Toutes des équipes mixtes

Léon Ludovicy, vous êtes commissaire divisionnaire et directeur de la circonscription régionale de Capellen, pourquoi cette opération mixte et d'envergure ici à Martelange?Les faits de grivèlerie ne sont pas négligeables ici à Martelange, 340 en 18 mois, où toutes les nombreuses stations se trouvent en territoire grand-ducal. Il s'agit d'un contrôle bilatéral axé bien évidemment sur la grivèlerie mais également sur toute autre sorte d'infraction. On va faire d'une pierre deux coups!Comment allez-vous procéder pour cette opération nocturne?Nous avons constitué des équipes mixtes, le traité Benelux nous permet à présent la composition de patrouilles mixtes et mobiles.
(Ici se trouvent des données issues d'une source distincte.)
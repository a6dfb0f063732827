//! Colored formatter implementation with terminal color support

use super::formatter::{fmt_error, outcome_body, status_counts, status_label, FormattingOptions, OutputFormatter};
use crate::error::Result;
use crate::harness::{ClassOutcome, ClassStatus};
use colored::*;
use std::fmt::Write as _;

/// Color scheme configuration
#[derive(Debug, Clone)]
pub struct ColorScheme {
    pub header: Color,
    pub success: Color,
    pub warning: Color,
    pub error: Color,
    pub info: Color,
    pub muted: Color,
    pub border: Color,
}

impl Default for ColorScheme {
    fn default() -> Self {
        Self {
            header: Color::Blue,
            success: Color::Green,
            warning: Color::Yellow,
            error: Color::Red,
            info: Color::Cyan,
            muted: Color::BrightBlack,
            border: Color::BrightBlack,
        }
    }
}

/// Colored formatter implementation
pub struct ColoredFormatter {
    options: FormattingOptions,
    color_scheme: ColorScheme,
}

impl ColoredFormatter {
    /// Create a new colored formatter with options
    pub fn new(options: FormattingOptions) -> Self {
        Self {
            options,
            color_scheme: ColorScheme::default(),
        }
    }

    fn colorize(&self, text: &str, color: Color) -> String {
        if self.options.enable_color {
            text.color(color).to_string()
        } else {
            text.to_string()
        }
    }

    fn bold(&self, text: &str) -> String {
        if self.options.enable_color {
            text.bold().to_string()
        } else {
            text.to_string()
        }
    }

    fn status_color(&self, status: &ClassStatus) -> Color {
        match status {
            ClassStatus::Passed => self.color_scheme.success,
            ClassStatus::Failed | ClassStatus::Errored { .. } => self.color_scheme.error,
            ClassStatus::Skipped { .. } => self.color_scheme.warning,
        }
    }

    fn body_line(&self, line: &str) -> String {
        if line.starts_with("  ") {
            self.colorize(line, self.color_scheme.muted)
        } else if line.starts_with("Result: FAIL") || line.starts_with("Error:") {
            self.colorize(line, self.color_scheme.error)
        } else if line.starts_with("Stopped early") || line.starts_with("Skipped:") {
            self.colorize(line, self.color_scheme.warning)
        } else {
            line.to_string()
        }
    }
}

impl OutputFormatter for ColoredFormatter {
    fn format_header(&self, title: &str) -> Result<String> {
        let mut output = String::new();
        let border = "═".repeat(title.chars().count() + 4);

        writeln!(output, "{}", self.colorize(&border, self.color_scheme.border)).map_err(fmt_error)?;
        writeln!(output, "  {}  ", self.bold(&self.colorize(title, self.color_scheme.header))).map_err(fmt_error)?;
        write!(output, "{}", self.colorize(&border, self.color_scheme.border)).map_err(fmt_error)?;

        Ok(output)
    }

    fn format_class_outcome(&self, outcome: &ClassOutcome) -> Result<String> {
        let mut output = String::new();
        let label = self.colorize(status_label(&outcome.status), self.status_color(&outcome.status));
        write!(
            output,
            "{} {}: {}",
            self.colorize(&format!("[{}]", outcome.class_tag), self.color_scheme.info),
            outcome.test_name,
            self.bold(&label)
        )
        .map_err(fmt_error)?;
        for line in outcome_body(outcome, &self.options) {
            write!(output, "\n  {}", self.body_line(&line)).map_err(fmt_error)?;
        }
        Ok(output)
    }

    fn format_suite_summary(&self, outcomes: &[ClassOutcome]) -> Result<String> {
        let [passed, failed, skipped, errored] = status_counts(outcomes);
        let mut output = String::new();
        write!(
            output,
            "Classes: {} | {} | {} | {} | {}",
            outcomes.len(),
            self.colorize(&format!("Passed: {}", passed), self.color_scheme.success),
            self.colorize(&format!("Failed: {}", failed), self.color_scheme.error),
            self.colorize(&format!("Skipped: {}", skipped), self.color_scheme.warning),
            self.colorize(&format!("Errored: {}", errored), self.color_scheme.error)
        )
        .map_err(fmt_error)?;
        Ok(output)
    }

    fn format_warning(&self, warning: &str) -> Result<String> {
        Ok(format!("⚠️  {}", self.colorize(warning, self.color_scheme.warning)))
    }

    fn format_error(&self, error: &str) -> Result<String> {
        Ok(format!("❌ {}", self.colorize(error, self.color_scheme.error)))
    }
}

#[cfg(test)]
mod tests {
    use super::*;

    #[test]
    fn test_uncolored_output_matches_plain_text() {
        let formatter = ColoredFormatter::new(FormattingOptions {
            enable_color: false,
            ..FormattingOptions::default()
        });
        let outcome = ClassOutcome {
            class_tag: "Scc2gAllWifiStaTest".to_string(),
            test_name: "test_scc_2g_all_wifi_sta".to_string(),
            status: ClassStatus::Errored {
                message: "Access point error: no controller".to_string(),
            },
            summary: None,
            results: Vec::new(),
            bug_reports: Vec::new(),
            breaker_tripped: false,
        };
        let text = formatter.format_class_outcome(&outcome).unwrap();
        assert!(text.starts_with("[Scc2gAllWifiStaTest] test_scc_2g_all_wifi_sta: ERROR"));
        assert!(text.contains("Error: Access point error: no controller"));
        assert_eq!(formatter.format_warning("careful").unwrap(), "⚠️  careful");
    }

    #[test]
    fn test_header_border_counts_characters() {
        let formatter = ColoredFormatter::new(FormattingOptions {
            enable_color: false,
            ..FormattingOptions::default()
        });
        let header = formatter.format_header("ncperf").unwrap();
        assert!(header.starts_with(&"═".repeat(10)));
    }
}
Mixte signifie qu'un policier belge se trouve avec un collègue grand-ducal à bord du même véhicule, ce qui nous permet de demander sans aucune difficulté et au départ du terminal à bord du véhicule, des renseignements complémentaires, soit côté belge, soit côté luxembourgeois.Combien de personnes sont mobilisées pour cette opération transfrontalière?Nous avons une vingtaine de policiers belges et grand-ducaux sur le terrain mais également des hommes en seconde ligne pour recueillir toutes les informations et pour donner aux policiers sur le terrain des renseignements complémentaires émanant des services centraux. Les policiers belges de Martelange et de toute la zone sont donc accompagnés des policiers de la circonscription régionale de Capellen mais aussi de Mersch, les deux circonscriptions grand-ducales qui longent la frontière avec la zone d'Arlon, Attert, Habay et Martelange. J.-Cl. F.